» **Problem description**
Look through the data below and say how many of its lines contain "that", adding nothing else.

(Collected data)
- Opening Delimiter -
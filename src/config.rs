use crate::error::{Result, ScoreError};
use crate::types::config::ScoreConfig;
use std::path::{Path, PathBuf};
use toml::map::Map;
use toml::Value;

pub const DEFAULT_CONFIG_FILE: &str = "pkgscore.toml";
pub const DEFAULT_LOCAL_FILE: &str = ".pkgscore/local.toml";
pub const DEFAULT_GLOBAL_CONFIG_FILE: &str = ".config/pkgscore/config.toml";

pub fn load_config(root: &Path) -> Result<Option<ScoreConfig>> {
    let global = std::env::var_os("HOME")
        .map(PathBuf::from)
        .map(|home| home.join(DEFAULT_GLOBAL_CONFIG_FILE));
    load_config_with_global(root, global.as_deref())
}

pub(crate) fn load_config_with_global(
    root: &Path,
    global_path: Option<&Path>,
) -> Result<Option<ScoreConfig>> {
    let repo_path = root.join(DEFAULT_CONFIG_FILE);
    if !repo_path.exists() {
        return Ok(None);
    }

    let candidates = [
        global_path.map(Path::to_path_buf),
        Some(repo_path),
        Some(root.join(DEFAULT_LOCAL_FILE)),
    ];
    let mut layers = Vec::new();
    let mut merged = Value::Table(Map::new());
    for path in candidates.into_iter().flatten() {
        if !path.exists() {
            continue;
        }
        let value = read_toml_value(&path)?;
        merge_toml(&mut merged, value.clone());
        layers.push((path, value));
    }

    parse_layer(merged).map(Some).map_err(|reason| {
        let location = blame_layer(&layers)
            .map(|path| path.display().to_string())
            .unwrap_or_else(|| {
                layers
                    .iter()
                    .map(|(path, _)| path.display().to_string())
                    .collect::<Vec<_>>()
                    .join(" + ")
            });
        ScoreError::ConfigParse(format!("{location}: {reason}"))
    })
}

fn parse_layer(value: Value) -> std::result::Result<ScoreConfig, String> {
    let cfg: ScoreConfig = value
        .try_into()
        .map_err(|e: toml::de::Error| e.to_string())?;
    cfg.validate().map_err(|e| match e {
        ScoreError::ConfigParse(reason) => reason,
        other => other.to_string(),
    })?;
    Ok(cfg)
}

/// The latest layer that is invalid on its own; later layers win the merge.
fn blame_layer(layers: &[(PathBuf, Value)]) -> Option<&Path> {
    layers
        .iter()
        .rev()
        .find(|(_, value)| parse_layer(value.clone()).is_err())
        .map(|(path, _)| path.as_path())
}

fn read_toml_value(path: &Path) -> Result<Value> {
    let content = std::fs::read_to_string(path)?;
    toml::from_str(&content)
        .map_err(|e| ScoreError::ConfigParse(format!("{}: {}", path.display(), e)))
}

fn merge_toml(base: &mut Value, overlay: Value) {
    match (base, overlay) {
        (Value::Table(base_table), Value::Table(overlay_table)) => {
            for (key, value) in overlay_table {
                match base_table.get_mut(&key) {
                    Some(existing) => merge_toml(existing, value),
                    None => {
                        base_table.insert(key, value);
                    }
                }
            }
        }
        (slot, value) => {
            *slot = value;
        }
    }
}
pub const BUS_FACTOR_WEIGHT: f64 = 0.3;
pub const RESPONSIVE_MAINTAINER_WEIGHT: f64 = 0.3;
pub const RAMP_UP_WEIGHT: f64 = 0.2;
pub const CORRECTNESS_WEIGHT: f64 = 0.1;

/// Weighted sum of the sub-scores, gated by the license score.
///
/// The weights add up to 0.9 and are not renormalised. Terms are summed
/// largest weight first so that all-ones input gives exactly 0.9.
pub fn net_score(ls: f64, bf: f64, rm: f64, cs: f64, ru: f64) -> f64 {
    ls * (bf * BUS_FACTOR_WEIGHT
        + rm * RESPONSIVE_MAINTAINER_WEIGHT
        + ru * RAMP_UP_WEIGHT
        + cs * CORRECTNESS_WEIGHT)
}
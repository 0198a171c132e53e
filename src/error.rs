use thiserror::Error;

/// Degenerate or malformed input that prevents a meaningful score.
#[derive(Error, Debug, Clone, PartialEq)]
pub enum DataError {
    #[error("commit history is empty; bus factor is undefined")]
    EmptyHistory,

    #[error("top contributor count must be at least 1 (got {0})")]
    InvalidTopN(usize),

    #[error("required field missing: {0}")]
    MissingField(&'static str),

    #[error("invalid value for {field}: {reason}")]
    InvalidValue { field: &'static str, reason: String },
}

#[derive(Error, Debug)]
pub enum ScoreError {
    #[error("data error: {0}")]
    Data(#[from] DataError),

    #[error("upstream failure: {0}")]
    Upstream(String),

    #[error("input file not found: {0}")]
    InputNotFound(String),

    #[error("input is empty: {0}")]
    EmptyInput(String),

    #[error("config parse error: {0}")]
    ConfigParse(String),

    #[error("io error: {0}")]
    Io(#[from] std::io::Error),

    #[error("toml parse error: {0}")]
    Toml(#[from] toml::de::Error),

    #[error("json error: {0}")]
    Json(#[from] serde_json::Error),
}

pub type Result<T> = std::result::Result<T, ScoreError>;
use thiserror::Error;
use tracing_subscriber::filter::ParseError;
use tracing_subscriber::EnvFilter;

#[derive(Error, Debug)]
pub enum TelemetryError {
    #[error("invalid log level/filter '{value}': {source}")]
    EnvFilter { value: String, source: ParseError },

    #[error("telemetry error: {0}")]
    Subscriber(Box<dyn std::error::Error + Send + Sync>),
}

/// Filter directive from the CLI flags, falling back to the configured level.
pub fn directive(verbose: u8, quiet: bool, configured: &str) -> String {
    if quiet {
        return "error".to_string();
    }
    match verbose {
        0 => configured.to_string(),
        1 => "info".to_string(),
        _ => "debug".to_string(),
    }
}

/// Installs a stderr subscriber. `RUST_LOG` takes precedence over `directive`.
pub fn init(directive: &str) -> Result<(), TelemetryError> {
    let env_filter = match EnvFilter::try_from_default_env() {
        Ok(filter) => filter,
        Err(_) => EnvFilter::try_new(directive).map_err(|source| TelemetryError::EnvFilter {
            value: directive.to_string(),
            source,
        })?,
    };

    tracing_subscriber::fmt()
        .with_env_filter(env_filter)
        .with_writer(std::io::stderr)
        .with_target(false)
        .compact()
        .with_ansi(false)
        .try_init()
        .map_err(TelemetryError::Subscriber)
}
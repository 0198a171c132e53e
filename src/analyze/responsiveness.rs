use chrono::{DateTime, Utc};

const MILLIS_PER_DAY: i64 = 86_400_000;
const DAYS_PER_YEAR: f64 = 365.0;

/// Whole days elapsed between `last_publish_ms` and `now`, floored.
pub fn days_since(last_publish_ms: i64, now: DateTime<Utc>) -> i64 {
    now.timestamp_millis()
        .saturating_sub(last_publish_ms)
        .div_euclid(MILLIS_PER_DAY)
}

/// Decays linearly from 1 on the publish day to 0 a year later.
pub fn responsive_maintainer(last_publish_ms: i64, now: DateTime<Utc>) -> f64 {
    let days = days_since(last_publish_ms, now) as f64;
    (1.0 - days / DAYS_PER_YEAR).clamp(0.0, 1.0)
}
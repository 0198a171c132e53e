use crate::error::DataError;
use crate::types::facts::CommitRecord;
use indexmap::IndexMap;

pub const DEFAULT_TOP_N: usize = 3;

/// Commit counts per author, kept in first-seen order.
///
/// Authors are matched by exact string equality; the same person committing
/// under two names is counted as two contributors.
/// Non-UTF-8 names from git arrive byte-escaped (`Jos\xe9`), never merged.
#[derive(Debug, Clone, Default)]
pub struct ContributorTally {
    counts: IndexMap<String, usize>,
    total_commits: usize,
}

impl ContributorTally {
    pub fn from_commits(commits: &[CommitRecord]) -> Self {
        let mut counts: IndexMap<String, usize> = IndexMap::new();
        for commit in commits {
            if commit.author.is_empty() {
                continue;
            }
            *counts.entry(commit.author.clone()).or_insert(0) += 1;
        }
        Self {
            counts,
            total_commits: commits.len(),
        }
    }

    /// Every commit in the history, including ones without an author.
    pub fn total_commits(&self) -> usize {
        self.total_commits
    }

    pub fn distinct_authors(&self) -> usize {
        self.counts.len()
    }

    /// Authors by commit count, descending. Ties keep first-seen order.
    pub fn ranked(&self) -> Vec<(&str, usize)> {
        let mut ranked = self
            .counts
            .iter()
            .map(|(author, count)| (author.as_str(), *count))
            .collect::<Vec<_>>();
        ranked.sort_by(|a, b| b.1.cmp(&a.1));
        ranked
    }

    pub fn top(&self, top_n: usize) -> Vec<(&str, usize)> {
        let mut ranked = self.ranked();
        ranked.truncate(top_n);
        ranked
    }

    pub fn ratio(&self, top_n: usize) -> Result<f64, DataError> {
        if top_n == 0 {
            return Err(DataError::InvalidTopN(top_n));
        }
        if self.total_commits == 0 {
            return Err(DataError::EmptyHistory);
        }
        let top_sum: usize = self.top(top_n).iter().map(|(_, count)| count).sum();
        Ok(top_sum as f64 / self.total_commits as f64)
    }
}

/// Share of all commits made by the `top_n` most active authors.
pub fn bus_factor(commits: &[CommitRecord], top_n: usize) -> Result<f64, DataError> {
    ContributorTally::from_commits(commits).ratio(top_n)
}
pub mod config;
pub mod facts;
pub mod scoring;
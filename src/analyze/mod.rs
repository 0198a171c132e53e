pub mod bus_factor;
pub mod correctness;
pub mod license;
pub mod net;
pub mod ramp_up;
pub mod responsiveness;

use crate::error::DataError;
use crate::types::facts::PackageFacts;
use crate::types::scoring::{ContributorShare, ScoreReport, ScoreVector};
use bus_factor::ContributorTally;
use chrono::{DateTime, Utc};

/// Scores one package from its already-fetched facts.
///
/// `now` is the reference time for the responsiveness decay; pass a fixed
/// instant for reproducible output.
pub fn score(
    facts: &PackageFacts,
    top_n: usize,
    now: DateTime<Utc>,
) -> Result<ScoreReport, DataError> {
    let readme = facts
        .readme
        .as_deref()
        .ok_or(DataError::MissingField("readme"))?;
    let weekly_downloads = facts
        .weekly_downloads
        .ok_or(DataError::MissingField("weekly_downloads"))?;
    if weekly_downloads.is_nan() {
        return Err(DataError::InvalidValue {
            field: "weekly_downloads",
            reason: "not a number".to_string(),
        });
    }
    let last_publish_ms = facts
        .last_publish_ms
        .ok_or(DataError::MissingField("last_publish_ms"))?;

    let tally = ContributorTally::from_commits(&facts.commits);
    let bus_factor = tally.ratio(top_n)?;
    let total_commits = tally.total_commits();
    let top_contributors = tally
        .top(top_n)
        .into_iter()
        .map(|(author, commits)| ContributorShare {
            author: author.to_string(),
            commits,
            share: commits as f64 / total_commits as f64,
        })
        .collect();

    let scores = ScoreVector::new(
        bus_factor,
        responsiveness::responsive_maintainer(last_publish_ms, now),
        ramp_up::ramp_up(weekly_downloads),
        correctness::correctness(&facts.issues),
        license::license_check(readme),
    );

    Ok(ScoreReport {
        package: facts.name.clone(),
        scores,
        total_commits,
        top_n,
        top_contributors,
        reference_time: now,
    })
}
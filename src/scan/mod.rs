//! Collaborators that fetch the raw facts the scoring engine consumes.

pub mod facts;
pub mod git_history;
pub mod urls;
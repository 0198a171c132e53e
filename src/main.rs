mod cli;
mod telemetry;

use chrono::Utc;
use clap::Parser;
use pkgscore::analyze;
use pkgscore::analyze::bus_factor::ContributorTally;
use pkgscore::config;
use pkgscore::error::ScoreError;
use pkgscore::report;
use pkgscore::scan;
use pkgscore::types::config::ScoreConfig;
use tracing::{debug, info, warn};

pub mod exit_code {
    pub const SUCCESS: i32 = 0;
    pub const DATA_ERROR: i32 = 2;
    pub const RUNTIME_FAILURE: i32 = 3;
}

fn run() -> Result<i32, ScoreError> {
    let cli = cli::Cli::parse();

    let cwd = std::env::current_dir()?;
    let loaded = config::load_config(&cwd)?;
    let settings = loaded.clone().unwrap_or_default();
    telemetry::init(&telemetry::directive(
        cli.verbose,
        cli.quiet,
        settings.log_level(),
    ))
    .map_err(|e| ScoreError::ConfigParse(e.to_string()))?;
    if loaded.is_none() {
        debug!(dir = %cwd.display(), "no {} found, using defaults", config::DEFAULT_CONFIG_FILE);
    }

    match cli.command {
        cli::Commands::Score(cmd) => {
            let mut facts = scan::facts::load_facts(&cmd.facts)?;
            if let Some(repo) = &cmd.repo {
                facts.commits = scan::git_history::commit_history(repo)?;
            }
            let top_n = resolve_top_n(cmd.top_n, &settings);
            let now = cmd.now.unwrap_or_else(Utc::now);

            let score_report = analyze::score(&facts, top_n, now)?;
            if score_report.scores.license == 0.0 {
                warn!("required license not found; net score is gated to zero");
            }
            info!(
                net_score = score_report.scores.net_score,
                total_commits = score_report.total_commits,
                "scored package"
            );

            let output_format = match cmd.format {
                cli::ReportFormat::Json => report::OutputFormat::Json,
                cli::ReportFormat::Md => report::OutputFormat::Md,
            };
            println!("{}", report::render(&score_report, output_format)?);
            Ok(exit_code::SUCCESS)
        }
        cli::Commands::BusFactor(cmd) => {
            if let Some(url) = &cmd.clone {
                scan::git_history::clone_repository(url, &cmd.path)?;
            }
            if !cmd.path.exists() {
                return Err(ScoreError::InputNotFound(cmd.path.display().to_string()));
            }

            let commits = scan::git_history::commit_history(&cmd.path)?;
            let top_n = resolve_top_n(cmd.top_n, &settings);
            let tally = ContributorTally::from_commits(&commits);
            let ratio = tally.ratio(top_n)?;

            println!("bus factor (top {top_n}): {ratio:.3}");
            for (author, commits) in tally.top(top_n) {
                println!("- {author}: {commits}");
            }
            println!(
                "{} commits, {} distinct authors",
                tally.total_commits(),
                tally.distinct_authors()
            );
            Ok(exit_code::SUCCESS)
        }
        cli::Commands::Urls(cmd) => {
            let urls = scan::urls::read_url_list(&cmd.file)?;
            for url in &urls {
                info!(url = url.as_str(), "processing url");
                println!("{url}");
            }
            Ok(exit_code::SUCCESS)
        }
    }
}

fn resolve_top_n(flag: Option<usize>, settings: &ScoreConfig) -> usize {
    flag.unwrap_or_else(|| settings.top_n())
}

fn main() {
    match run() {
        Ok(code) => {
            if code != 0 {
                std::process::exit(code);
            }
        }
        Err(e) => {
            eprintln!("error: {}", e);
            let code = match e {
                ScoreError::Data(_) => exit_code::DATA_ERROR,
                _ => exit_code::RUNTIME_FAILURE,
            };
            std::process::exit(code);
        }
    }
}
pub mod json;
pub mod md;

use crate::error::ScoreError;
use crate::types::scoring::ScoreReport;

#[derive(Debug, Clone, Copy)]
pub enum OutputFormat {
    Json,
    Md,
}

pub fn render(report: &ScoreReport, format: OutputFormat) -> Result<String, ScoreError> {
    match format {
        OutputFormat::Json => json::to_json(report).map_err(ScoreError::Json),
        OutputFormat::Md => Ok(md::to_markdown(report)),
    }
}

#[cfg(test)]
pub(crate) mod fixtures {
    use crate::types::scoring::{ContributorShare, ScoreReport, ScoreVector};
    use chrono::{TimeZone, Utc};

    pub fn sample_report() -> ScoreReport {
        ScoreReport {
            package: Some("demo".to_string()),
            scores: ScoreVector::new(0.75, 0.5, 0.25, 1.0, 1.0),
            total_commits: 8,
            top_n: 3,
            top_contributors: vec![ContributorShare {
                author: "ann".to_string(),
                commits: 6,
                share: 0.75,
            }],
            reference_time: Utc
                .with_ymd_and_hms(2024, 6, 1, 0, 0, 0)
                .single()
                .expect("valid timestamp"),
        }
    }
}
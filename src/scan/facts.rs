use crate::error::{Result, ScoreError};
use crate::types::facts::PackageFacts;
use std::path::Path;
use tracing::debug;

pub fn load_facts(path: &Path) -> Result<PackageFacts> {
    if !path.exists() {
        return Err(ScoreError::InputNotFound(path.display().to_string()));
    }
    let content = std::fs::read_to_string(path)?;
    let facts: PackageFacts = serde_json::from_str(&content)?;
    debug!(
        path = %path.display(),
        commits = facts.commits.len(),
        issues = facts.issues.len(),
        "loaded package facts"
    );
    Ok(facts)
}

#[cfg(test)]
mod tests {
    use super::*;
    use std::fs;
    use tempfile::TempDir;

    #[test]
    fn load_facts_reads_json() {
        let dir = TempDir::new().expect("temp dir should be created");
        let path = dir.path().join("facts.json");
        fs::write(
            &path,
            r#"{"name": "demo", "readme": "hi", "weekly_downloads": 10, "last_publish_ms": 0}"#,
        )
        .expect("facts should write");

        let facts = load_facts(&path).expect("facts should load");
        assert_eq!(facts.name.as_deref(), Some("demo"));
        assert_eq!(facts.weekly_downloads, Some(10.0));
        assert!(facts.commits.is_empty());
    }

    #[test]
    fn load_facts_missing_file() {
        let dir = TempDir::new().expect("temp dir should be created");
        let err = load_facts(&dir.path().join("absent.json")).expect_err("file is absent");
        assert!(matches!(err, ScoreError::InputNotFound(_)));
    }

    #[test]
    fn load_facts_malformed_json() {
        let dir = TempDir::new().expect("temp dir should be created");
        let path = dir.path().join("facts.json");
        fs::write(&path, "{ not json").expect("facts should write");
        assert!(matches!(load_facts(&path), Err(ScoreError::Json(_))));
    }
}
use chrono::{DateTime, Utc};
use clap::{Args, Parser, Subcommand, ValueEnum};
use std::path::PathBuf;

#[derive(Parser)]
#[command(
    name = "pkgscore",
    version,
    about = "Composite package quality scoring CLI"
)]
pub struct Cli {
    /// Increase verbosity (-v for info, -vv for debug)
    #[arg(short, long, action = clap::ArgAction::Count, global = true)]
    pub verbose: u8,

    /// Suppress all output except errors
    #[arg(short, long, global = true, conflicts_with = "verbose")]
    pub quiet: bool,

    #[command(subcommand)]
    pub command: Commands,
}

#[derive(Subcommand)]
pub enum Commands {
    /// Score a package from a JSON facts file
    Score(ScoreCommand),
    /// Compute the bus factor of a local git repository
    BusFactor(BusFactorCommand),
    /// List the package URLs in a URL file
    Urls(UrlsCommand),
}

#[derive(Args)]
pub struct ScoreCommand {
    pub facts: PathBuf,
    /// Read commit history from this git repository instead of the facts file
    #[arg(long)]
    pub repo: Option<PathBuf>,
    #[arg(long)]
    pub top_n: Option<usize>,
    /// Reference time for the responsiveness score (RFC 3339)
    #[arg(long, value_parser = parse_reference_time)]
    pub now: Option<DateTime<Utc>>,
    #[arg(short, long, value_enum, default_value = "md")]
    pub format: ReportFormat,
}

#[derive(Args)]
pub struct BusFactorCommand {
    pub path: PathBuf,
    #[arg(long)]
    pub top_n: Option<usize>,
    /// Clone this repository into PATH first
    #[arg(long)]
    pub clone: Option<String>,
}

#[derive(Args)]
pub struct UrlsCommand {
    pub file: PathBuf,
}

#[derive(Clone, ValueEnum)]
pub enum ReportFormat {
    Json,
    Md,
}

fn parse_reference_time(value: &str) -> Result<DateTime<Utc>, String> {
    DateTime::parse_from_rfc3339(value)
        .map(|time| time.with_timezone(&Utc))
        .map_err(|e| format!("expected an RFC 3339 timestamp: {e}"))
}

#[cfg(test)]
mod tests {
    use super::*;

    #[test]
    fn score_command_parses_reference_time() {
        let cli = Cli::try_parse_from([
            "pkgscore",
            "score",
            "facts.json",
            "--now",
            "2024-06-01T00:00:00Z",
            "--format",
            "json",
        ])
        .expect("arguments should parse");

        match cli.command {
            Commands::Score(cmd) => {
                assert_eq!(
                    cmd.now.map(|now| now.timestamp()),
                    Some(1_717_200_000)
                );
                assert!(matches!(cmd.format, ReportFormat::Json));
                assert!(cmd.top_n.is_none());
            }
            _ => panic!("expected score command"),
        }
    }

    #[test]
    fn malformed_reference_time_is_rejected() {
        let result = Cli::try_parse_from(["pkgscore", "score", "facts.json", "--now", "yesterday"]);
        assert!(result.is_err());
    }

    #[test]
    fn quiet_conflicts_with_verbose() {
        let result = Cli::try_parse_from(["pkgscore", "-q", "-v", "urls", "urls.txt"]);
        assert!(result.is_err());
    }
}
- Closing Delimiter -
» **Problem solution**
4